▶ [EXERCISE OBJECTIVE]: Copy out each line of the data that includes the string "serde".

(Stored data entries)
__________________________________________________
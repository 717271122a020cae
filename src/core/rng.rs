//! Deterministic random number generation.
//!
//! Every random decision the engine makes (deck shuffles, random targets,
//! coin flips inside card effects) draws from the single `GameRng` stored in
//! the game state, so a seed fully determines a game.
//!
//! ## Key Features
//!
//! - **Deterministic**: Same seed produces identical sequence
//! - **Serializable**: The RNG serializes as its `GameRngState`, letting the
//!   whole game state round-trip through serde
//!
//! ```
//! use ideology_ccg::core::GameRng;
//!
//! let mut a = GameRng::new(42);
//! let mut b = GameRng::new(42);
//! assert_eq!(a.gen_range(0..100), b.gen_range(0..100));
//! ```

use rand::{Rng, SeedableRng};
use rand_chacha::ChaCha8Rng;
use serde::{Deserialize, Serialize};

/// Deterministic RNG backed by ChaCha8.
#[derive(Clone, Debug, Serialize, Deserialize)]
#[serde(into = "GameRngState", from = "GameRngState")]
pub struct GameRng {
    inner: ChaCha8Rng,
    seed: u64,
}

impl GameRng {
    /// Create a new RNG with the given seed.
    #[must_use]
    pub fn new(seed: u64) -> Self {
        Self {
            inner: ChaCha8Rng::seed_from_u64(seed),
            seed,
        }
    }

    /// The seed this RNG was created from.
    #[must_use]
    pub fn seed(&self) -> u64 {
        self.seed
    }

    /// Generate a random integer in the given range.
    pub fn gen_range(&mut self, range: std::ops::Range<i32>) -> i32 {
        self.inner.gen_range(range)
    }

    /// Generate a random usize in the given range.
    pub fn gen_range_usize(&mut self, range: std::ops::Range<usize>) -> usize {
        self.inner.gen_range(range)
    }

    /// Generate a random boolean with given probability of true.
    pub fn gen_bool(&mut self, probability: f64) -> bool {
        self.inner.gen_bool(probability)
    }

    /// Shuffle a slice in place.
    pub fn shuffle<T>(&mut self, slice: &mut [T]) {
        use rand::seq::SliceRandom;
        slice.shuffle(&mut self.inner);
    }

    /// Choose a random element from a slice.
    #[must_use]
    pub fn choose<'a, T>(&mut self, slice: &'a [T]) -> Option<&'a T> {
        use rand::seq::SliceRandom;
        slice.choose(&mut self.inner)
    }

    /// Pick `amount` distinct indices from `0..len`, uniformly and without
    /// replacement. Returns fewer when `len < amount`.
    pub fn sample_indices(&mut self, len: usize, amount: usize) -> Vec<usize> {
        rand::seq::index::sample(&mut self.inner, len, amount.min(len)).into_vec()
    }

    /// Get the current state for serialization.
    #[must_use]
    pub fn state(&self) -> GameRngState {
        GameRngState {
            seed: self.seed,
            word_pos: self.inner.get_word_pos(),
        }
    }

    /// Restore from a saved state.
    #[must_use]
    pub fn from_state(state: &GameRngState) -> Self {
        let mut inner = ChaCha8Rng::seed_from_u64(state.seed);
        inner.set_word_pos(state.word_pos);
        Self {
            inner,
            seed: state.seed,
        }
    }
}

/// Serializable RNG state for checkpointing.
///
/// Uses ChaCha8 word position for O(1) serialization regardless of
/// how many random numbers have been generated.
#[derive(Clone, Debug, PartialEq, Eq, Serialize, Deserialize)]
pub struct GameRngState {
    /// Original seed
    pub seed: u64,
    /// ChaCha8 word position (128-bit counter)
    pub word_pos: u128,
}

impl From<GameRng> for GameRngState {
    fn from(rng: GameRng) -> Self {
        rng.state()
    }
}

impl From<GameRngState> for GameRng {
    fn from(state: GameRngState) -> Self {
        GameRng::from_state(&state)
    }
}
//! Pile system for card locations.
//!
//! ## Key Types
//!
//! - `Pile`: One of a player's six piles
//! - `ZonePosition`: Position specifier for insertion

pub mod manager;

pub use manager::{Pile, ZonePosition};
__________________________________________________
▶ [THE ANSWER]:
//!   whole game state round-trip through serde
use serde::{Deserialize, Serialize};
#[serde(into = "GameRngState", from = "GameRngState")]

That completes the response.